でも「友達ではいたい」とも言ってもらえた。
ただ断るのは悪いからと気を使ってくれたのか、キープぐらいに思われたのかは分からないけれど、私は素直に「ありがとう」と言った。
いちおう失恋したわけだけど、涙も出なかったし、やけ食いもしなかったし、髪も切らなかった。
別々の高校に行くことになっているから、翌日から気まずい思いをすることもないしね。
ちなみに花田君はカナエちゃんに2年のとき告白して、「男は嫌い!」と言われたらしい(クラスは違ったが、何となくうわさを聞いた)。
◇◇◇
花田君とは高校は違ったけれど、本当に友達になれた。
高校の合格発表をラジオで聞いて、私の合格を知ったので、花田君の方から「おめでとう」って電話をくれたのだ。
ひょっとして彼、もともと結構私のことが好きだったのでは…?
中学1年のとき、花田君が面白いと言った漫画を私が知らなかったとき、「真面目っ子は娯楽が少ないな」ってバカにしたみたいに笑われたことがあった。

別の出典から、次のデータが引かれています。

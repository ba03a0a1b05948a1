//! Native Vulkan backend implementation using ash.
//!
//! The backend wraps a device created by the application (instance,
//! physical device selection and surface handling stay outside the
//! pipeline). The device must have the `synchronization2` feature enabled:
//! barriers are recorded with `vkCmdPipelineBarrier2` and batches are
//! submitted with `vkQueueSubmit2`.
//!
//! Command buffers come from one transient pool each, grouped per in-flight
//! slot (see [`command`]). Recording workers therefore never contend on a
//! pool, and recycling a slot is a reset of its pools. Persistent command
//! buffers get a pool of their own and are begun with simultaneous use, so
//! a buffer can be pending in several frames at once.
//!
//! Images and buffers are tracked by the registry as raw handles bound with
//! [`ResourceRegistry::bind_native`]. Resources without a bound handle are
//! synchronized with global memory barriers, which cannot change layouts.
//!
//! [`ResourceRegistry::bind_native`]: crate::registry::ResourceRegistry::bind_native

pub mod command;
pub(crate) mod conversion;

use std::collections::HashMap;
use std::time::Duration;

use ash::vk;
use ash::vk::Handle;
use parking_lot::Mutex;

use crate::sync::{BarrierBatch, OwnershipTransfer, ResourceBarrier};
use crate::types::{QueueType, ResourceKind};

use super::{
    BackendError, GpuBackend, GpuCommandBuffer, GpuFence, GpuSemaphore, MAX_UPDATE_BUFFER_SIZE,
    QueueSubmission,
};

use self::command::{PersistentCommandPools, SlotCommandPools};
use self::conversion::{aspect_mask, convert_access, convert_layout, convert_result, convert_stages};

/// A device queue and the family it belongs to.
#[derive(Debug, Clone, Copy, PartialEq, Eq)]
pub struct VulkanQueue {
    pub queue: vk::Queue,
    pub family_index: u32,
}

/// Queues handed to the backend. Compute and transfer are optional.
#[derive(Debug, Clone, Copy)]
pub struct VulkanQueues {
    pub graphics: VulkanQueue,
    pub compute: Option<VulkanQueue>,
    pub transfer: Option<VulkanQueue>,
}
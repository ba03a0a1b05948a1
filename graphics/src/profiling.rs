//! Profiling support via Tracy.
//!
//! Re-exports the CPU profiling macros from [`cyclonite_core::profiling`].
//! Enable with the `profiling` feature:
//!
//! ```toml
//! [dependencies]
//! cyclonite-graphics = { version = "0.1", features = ["profiling"] }
//! ```
//!
//! The frame pipeline plots per-frame counters (`frame: passes`,
//! `frame: barriers`, `frame: fence wait ms`, ...) and emits a frame mark
//! after each submission.

pub use cyclonite_core::profiling::*;
//! Type conversions between Cyclonite types and Vulkan types.

use ash::vk;

use crate::backend::BackendError;
use crate::types::{AccessFlags, ImageFormat, ImageLayout, PipelineStages};

/// Convert an image layout to the Vulkan layout.
pub fn convert_layout(layout: ImageLayout) -> vk::ImageLayout {
    match layout {
        ImageLayout::Undefined => vk::ImageLayout::UNDEFINED,
        ImageLayout::General => vk::ImageLayout::GENERAL,
        ImageLayout::ColorAttachment => vk::ImageLayout::COLOR_ATTACHMENT_OPTIMAL,
        ImageLayout::DepthStencilAttachment => vk::ImageLayout::DEPTH_STENCIL_ATTACHMENT_OPTIMAL,
        ImageLayout::DepthStencilReadOnly => vk::ImageLayout::DEPTH_STENCIL_READ_ONLY_OPTIMAL,
        ImageLayout::ShaderReadOnly => vk::ImageLayout::SHADER_READ_ONLY_OPTIMAL,
        ImageLayout::TransferSrc => vk::ImageLayout::TRANSFER_SRC_OPTIMAL,
        ImageLayout::TransferDst => vk::ImageLayout::TRANSFER_DST_OPTIMAL,
        ImageLayout::PresentSrc => vk::ImageLayout::PRESENT_SRC_KHR,
    }
}

/// Convert pipeline stages to synchronization2 stage flags.
pub fn convert_stages(stages: PipelineStages) -> vk::PipelineStageFlags2 {
    const TABLE: [(PipelineStages, vk::PipelineStageFlags2); 12] = [
        (PipelineStages::TOP_OF_PIPE, vk::PipelineStageFlags2::TOP_OF_PIPE),
        (PipelineStages::DRAW_INDIRECT, vk::PipelineStageFlags2::DRAW_INDIRECT),
        (PipelineStages::VERTEX_INPUT, vk::PipelineStageFlags2::VERTEX_INPUT),
        (PipelineStages::VERTEX_SHADER, vk::PipelineStageFlags2::VERTEX_SHADER),
        (
            PipelineStages::EARLY_FRAGMENT_TESTS,
            vk::PipelineStageFlags2::EARLY_FRAGMENT_TESTS,
        ),
        (PipelineStages::FRAGMENT_SHADER, vk::PipelineStageFlags2::FRAGMENT_SHADER),
        (
            PipelineStages::LATE_FRAGMENT_TESTS,
            vk::PipelineStageFlags2::LATE_FRAGMENT_TESTS,
        ),
        (
            PipelineStages::COLOR_ATTACHMENT_OUTPUT,
            vk::PipelineStageFlags2::COLOR_ATTACHMENT_OUTPUT,
        ),
        (PipelineStages::COMPUTE_SHADER, vk::PipelineStageFlags2::COMPUTE_SHADER),
        (PipelineStages::TRANSFER, vk::PipelineStageFlags2::ALL_TRANSFER),
        (PipelineStages::BOTTOM_OF_PIPE, vk::PipelineStageFlags2::BOTTOM_OF_PIPE),
        (PipelineStages::ALL_COMMANDS, vk::PipelineStageFlags2::ALL_COMMANDS),
    ];

    TABLE
        .iter()
        .filter(|(ours, _)| stages.contains(*ours))
        .fold(vk::PipelineStageFlags2::NONE, |acc, (_, vk)| acc | *vk)
}

/// Convert access flags to synchronization2 access flags.
pub fn convert_access(access: AccessFlags) -> vk::AccessFlags2 {
    const TABLE: [(AccessFlags, vk::AccessFlags2); 14] = [
        (
            AccessFlags::INDIRECT_COMMAND_READ,
            vk::AccessFlags2::INDIRECT_COMMAND_READ,
        ),
        (AccessFlags::INDEX_READ, vk::AccessFlags2::INDEX_READ),
        (
            AccessFlags::VERTEX_ATTRIBUTE_READ,
            vk::AccessFlags2::VERTEX_ATTRIBUTE_READ,
        ),
        (AccessFlags::UNIFORM_READ, vk::AccessFlags2::UNIFORM_READ),
        (AccessFlags::SHADER_READ, vk::AccessFlags2::SHADER_READ),
        (AccessFlags::SHADER_WRITE, vk::AccessFlags2::SHADER_WRITE),
        (
            AccessFlags::COLOR_ATTACHMENT_READ,
            vk::AccessFlags2::COLOR_ATTACHMENT_READ,
        ),
        (
            AccessFlags::COLOR_ATTACHMENT_WRITE,
            vk::AccessFlags2::COLOR_ATTACHMENT_WRITE,
        ),
        (
            AccessFlags::DEPTH_STENCIL_ATTACHMENT_READ,
            vk::AccessFlags2::DEPTH_STENCIL_ATTACHMENT_READ,
        ),
        (
            AccessFlags::DEPTH_STENCIL_ATTACHMENT_WRITE,
            vk::AccessFlags2::DEPTH_STENCIL_ATTACHMENT_WRITE,
        ),
        (AccessFlags::TRANSFER_READ, vk::AccessFlags2::TRANSFER_READ),
        (AccessFlags::TRANSFER_WRITE, vk::AccessFlags2::TRANSFER_WRITE),
        (AccessFlags::MEMORY_READ, vk::AccessFlags2::MEMORY_READ),
        (AccessFlags::MEMORY_WRITE, vk::AccessFlags2::MEMORY_WRITE),
    ];

    TABLE
        .iter()
        .filter(|(ours, _)| access.contains(*ours))
        .fold(vk::AccessFlags2::NONE, |acc, (_, vk)| acc | *vk)
}

/// Convert an image format to the Vulkan format.
pub fn convert_format(format: ImageFormat) -> vk::Format {
    match format {
        ImageFormat::Rgba8Unorm => vk::Format::R8G8B8A8_UNORM,
        ImageFormat::Rgba8UnormSrgb => vk::Format::R8G8B8A8_SRGB,
        ImageFormat::Bgra8Unorm => vk::Format::B8G8R8A8_UNORM,
        ImageFormat::Bgra8UnormSrgb => vk::Format::B8G8R8A8_SRGB,
        ImageFormat::Rgba16Float => vk::Format::R16G16B16A16_SFLOAT,
        ImageFormat::Rgba32Float => vk::Format::R32G32B32A32_SFLOAT,
        ImageFormat::Depth16Unorm => vk::Format::D16_UNORM,
        ImageFormat::Depth32Float => vk::Format::D32_SFLOAT,
        ImageFormat::Depth24PlusStencil8 => vk::Format::D24_UNORM_S8_UINT,
        ImageFormat::Depth32FloatStencil8 => vk::Format::D32_SFLOAT_S8_UINT,
    }
}

/// Aspect mask covering every aspect of an image with this format.
pub fn aspect_mask(format: Option<ImageFormat>) -> vk::ImageAspectFlags {
    match format {
        Some(f) if f.has_stencil() => {
            vk::ImageAspectFlags::DEPTH | vk::ImageAspectFlags::STENCIL
        }
        Some(f) if f.is_depth_stencil() => vk::ImageAspectFlags::DEPTH,
        _ => vk::ImageAspectFlags::COLOR,
    }
}

/// Map a Vulkan error code to a backend error.
pub fn convert_result(result: vk::Result, context: &str) -> BackendError {
    match result {
        vk::Result::TIMEOUT => BackendError::Timeout,
        vk::Result::ERROR_DEVICE_LOST => BackendError::DeviceLost,
        vk::Result::ERROR_OUT_OF_DEVICE_MEMORY | vk::Result::ERROR_OUT_OF_HOST_MEMORY => {
            BackendError::OutOfMemory
        }
        other => BackendError::Internal(format!("{}: {:?}", context, other)),
    }
}
impl SyncManager {
    /// `cross_queue` enables queue ownership transfers. Without it a queue
    /// mismatch is treated as a plain barrier on the consumer's queue.
    pub fn new(cross_queue: bool) -> Self {
        Self { cross_queue }
    }

    pub fn cross_queue(&self) -> bool {
        self.cross_queue
    }

    /// Plan the synchronization of one frame.
    ///
    /// Reads the registry but does not modify it.
    pub fn plan(
        &self,
        graph: &FrameGraph,
        registry: &ResourceRegistry,
        swapchain: Option<SwapchainTarget>,
    ) -> Result<SyncPlan, GraphicsError> {
        cyclonite_core::profile_function!();

        let mut planner = Planner {
            cross_queue: self.cross_queue,
            registry,
            nodes: vec![NodeSync::default(); graph.len()],
            tracked: HashMap::new(),
            touch_order: Vec::new(),
            entry_releases: Vec::new(),
            entry_keys: HashMap::new(),
            edge_semaphores: HashMap::new(),
            semaphore_count: 0,
            entry_override: swapchain.map(|t| (t.resource, t.initial_state)),
        };

        let mut first_swapchain_user = None;
        let mut last_swapchain_user = None;

        for &id in graph.topological_order() {
            let node = graph.node(id);
            for wait in node.external_waits() {
                planner.nodes[id.index()].waits.push(SemaphoreWait {
                    semaphore: SyncSemaphore::External(wait.semaphore),
                    stages: wait.stages,
                });
            }
            for usage in node.usages() {
                if let Some(target) = swapchain
                    && target.resource == usage.resource
                {
                    first_swapchain_user.get_or_insert(id);
                    last_swapchain_user = Some(id);
                }
                planner.visit(id, node.queue(), usage)?;
            }
        }

        let mut present_node = None;
        if let Some(target) = swapchain {
            match (first_swapchain_user, last_swapchain_user) {
                (Some(first), Some(last)) => {
                    if target.image_acquired.is_some() {
                        planner.nodes[first.index()].waits.push(SemaphoreWait {
                            semaphore: SyncSemaphore::ImageAcquired,
                            stages: PipelineStages::COLOR_ATTACHMENT_OUTPUT,
                        });
                    }
                    planner.transition_to_present(last, target.resource)?;
                    present_node = Some(last);
                }
                _ => log::warn!(
                    "SyncManager: swapchain target {} is not used by any pass",
                    target.resource
                ),
            }
        }

        let final_states = planner
            .touch_order
            .iter()
            .map(|h| (*h, planner.tracked[h].state))
            .collect();

        let plan = SyncPlan {
            nodes: planner.nodes,
            entry_releases: planner.entry_releases,
            final_states,
            semaphore_count: planner.semaphore_count,
            present_node,
        };

        log::trace!(
            "SyncManager: {} barriers, {} semaphores, {} entry releases",
            plan.barrier_count(),
            plan.semaphore_count,
            plan.entry_releases.len()
        );
        Ok(plan)
    }

    /// Record the frame's final states in the registry.
    pub fn commit(
        &self,
        plan: &SyncPlan,
        registry: &mut ResourceRegistry,
    ) -> Result<(), GraphicsError> {
        for &(resource, state) in &plan.final_states {
            let prior = registry.transition(resource, state)?;
            log::trace!(
                "SyncManager: {} {:?} -> {:?}",
                resource,
                prior.layout,
                state.layout
            );
        }
        Ok(())
    }
}

struct Planner<'a> {
    cross_queue: bool,
    registry: &'a ResourceRegistry,
    nodes: Vec<NodeSync>,
    tracked: HashMap<ResourceHandle, Tracked>,
    touch_order: Vec<ResourceHandle>,
    entry_releases: Vec<EntryRelease>,
    entry_keys: HashMap<(QueueType, NodeId), usize>,
    edge_semaphores: HashMap<(NodeId, NodeId), SemaphoreId>,
    semaphore_count: usize,
    /// Entry state used instead of the registry's for one resource.
    entry_override: Option<(ResourceHandle, ResourceState)>,
}

impl Planner<'_> {
    fn visit(
        &mut self,
        id: NodeId,
        queue: QueueType,
        usage: &ResourceUsage,
    ) -> Result<(), GraphicsError> {
        let current = match self.tracked.get(&usage.resource) {
            Some(tracked) => *tracked,
            None => {
                let state = match self.entry_override {
                    Some((resource, state)) if resource == usage.resource => state,
                    _ => self.registry.current_state(usage.resource)?,
                };
                let tracked = Tracked {
                    state,
                    kind: usage.resource_kind,
                    owner: None,
                };
                self.touch_order.push(usage.resource);
                tracked
            }
        };

        let required = usage.state;
        let prior = current.state;
        let transfers_ownership =
            self.cross_queue && prior.queue != required.queue && !prior.is_unused();

        let next_state = if transfers_ownership {
            self.transfer(id, queue, usage, current)?;
            required
        } else {
            let layout_change =
                current.kind == ResourceKind::Image && prior.layout != required.layout;
            let hazard = !prior.is_unused() && (prior.is_write() || required.is_write());
            // Earlier writes are already available; a reader at new stages
            // still needs them made visible.
            let uncovered = !prior.is_unused()
                && !(prior.stages.contains(required.stages)
                    && prior.access.contains(required.access));

            if layout_change || hazard || uncovered {
                let barrier =
                    self.barrier(usage.resource, current.kind, prior.on_queue(queue), required)?;
                self.nodes[id.index()].prologue.add(barrier);
            }

            if layout_change || hazard {
                required
            } else {
                ResourceState {
                    stages: prior.stages | required.stages,
                    access: prior.access | required.access,
                    ..required
                }
            }
        };

        self.tracked.insert(
            usage.resource,
            Tracked {
                state: next_state,
                kind: current.kind,
                owner: Some(id),
            },
        );
        Ok(())
    }

    /// Queue ownership transfer from wherever the resource was last used to
    /// node `id`.
    fn transfer(
        &mut self,
        id: NodeId,
        queue: QueueType,
        usage: &ResourceUsage,
        current: Tracked,
    ) -> Result<(), GraphicsError> {
        let release = ResourceBarrier {
            ownership: OwnershipTransfer::Release,
            ..self.barrier(usage.resource, current.kind, current.state, usage.state)?
        };
        let acquire = ResourceBarrier {
            ownership: OwnershipTransfer::Acquire,
            ..release
        };

        let semaphore = match current.owner {
            Some(producer) => {
                self.nodes[producer.index()].epilogue.add(release);
                match self.edge_semaphores.get(&(producer, id)) {
                    Some(&existing) => existing,
                    None => {
                        let semaphore = self.allocate_semaphore();
                        self.edge_semaphores.insert((producer, id), semaphore);
                        self.nodes[producer.index()]
                            .signals
                            .push(SyncSemaphore::Edge(semaphore));
                        semaphore
                    }
                }
            }
            None => {
                let key = (current.state.queue, id);
                match self.entry_keys.get(&key) {
                    Some(&index) => {
                        let entry = &mut self.entry_releases[index];
                        entry.batch.add(release);
                        entry.signal
                    }
                    None => {
                        let semaphore = self.allocate_semaphore();
                        let mut batch = BarrierBatch::new();
                        batch.add(release);
                        self.entry_keys.insert(key, self.entry_releases.len());
                        self.entry_releases.push(EntryRelease {
                            queue: current.state.queue,
                            batch,
                            signal: semaphore,
                        });
                        semaphore
                    }
                }
            }
        };

        self.push_wait(id, semaphore, usage.state.stages);
        self.nodes[id.index()].prologue.add(acquire);
        log::trace!(
            "SyncManager: {} moves {:?} -> {:?} (semaphore {})",
            usage.resource,
            current.state.queue,
            queue,
            semaphore.index()
        );
        Ok(())
    }

    fn transition_to_present(
        &mut self,
        last: NodeId,
        resource: ResourceHandle,
    ) -> Result<(), GraphicsError> {
        let Some(tracked) = self.tracked.get_mut(&resource) else {
            return Ok(());
        };
        let current = *tracked;
        let present = ResourceState::present().on_queue(current.state.queue);
        tracked.state = present;

        let barrier = self.barrier(resource, current.kind, current.state, present)?;
        self.nodes[last.index()].epilogue.add(barrier);
        Ok(())
    }

    fn barrier(
        &self,
        resource: ResourceHandle,
        kind: ResourceKind,
        old: ResourceState,
        new: ResourceState,
    ) -> Result<ResourceBarrier, GraphicsError> {
        Ok(ResourceBarrier {
            resource,
            kind,
            native: self.registry.native(resource)?,
            format: self.registry.descriptor(resource)?.format(),
            old,
            new,
            ownership: OwnershipTransfer::None,
        })
    }

    fn allocate_semaphore(&mut self) -> SemaphoreId {
        let id = SemaphoreId::new(self.semaphore_count);
        self.semaphore_count += 1;
        id
    }

    fn push_wait(&mut self, id: NodeId, semaphore: SemaphoreId, stages: PipelineStages) {
        let waits = &mut self.nodes[id.index()].waits;
        match waits
            .iter_mut()
            .find(|w| w.semaphore == SyncSemaphore::Edge(semaphore))
        {
            Some(wait) => wait.stages |= stages,
            None => waits.push(SemaphoreWait {
                semaphore: SyncSemaphore::Edge(semaphore),
                stages,
            }),
        }
    }
}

「おもしれー女」ならぬ「おもんない女」である。
こう言われて「あんにゃろ!」という悔しい気持ちより、「好きな子にひどいことを言われた」という悲しい気持ちが勝つのが女子中学生だ。
かといって、男兄弟もいない、お小遣いも限られている私が、少年誌に載っていたその漫画を読むのは難しかった。
代わりにサブカル好きの年上のいとこが、かなりマニアックな本をいろいろ勧めた上に、布教活動と称して何冊かくれた。
中には、私たちがかなり大人になったときドラマ化されて大ヒットしたグルメ漫画の原作者の古い作品もあって、その頃から本当に面白かった。
そのあたりを花田君に勧めたら、「お前、こんなの知っててすげえな」って、すっかりファンになってくれた。
応援ありがとうございます!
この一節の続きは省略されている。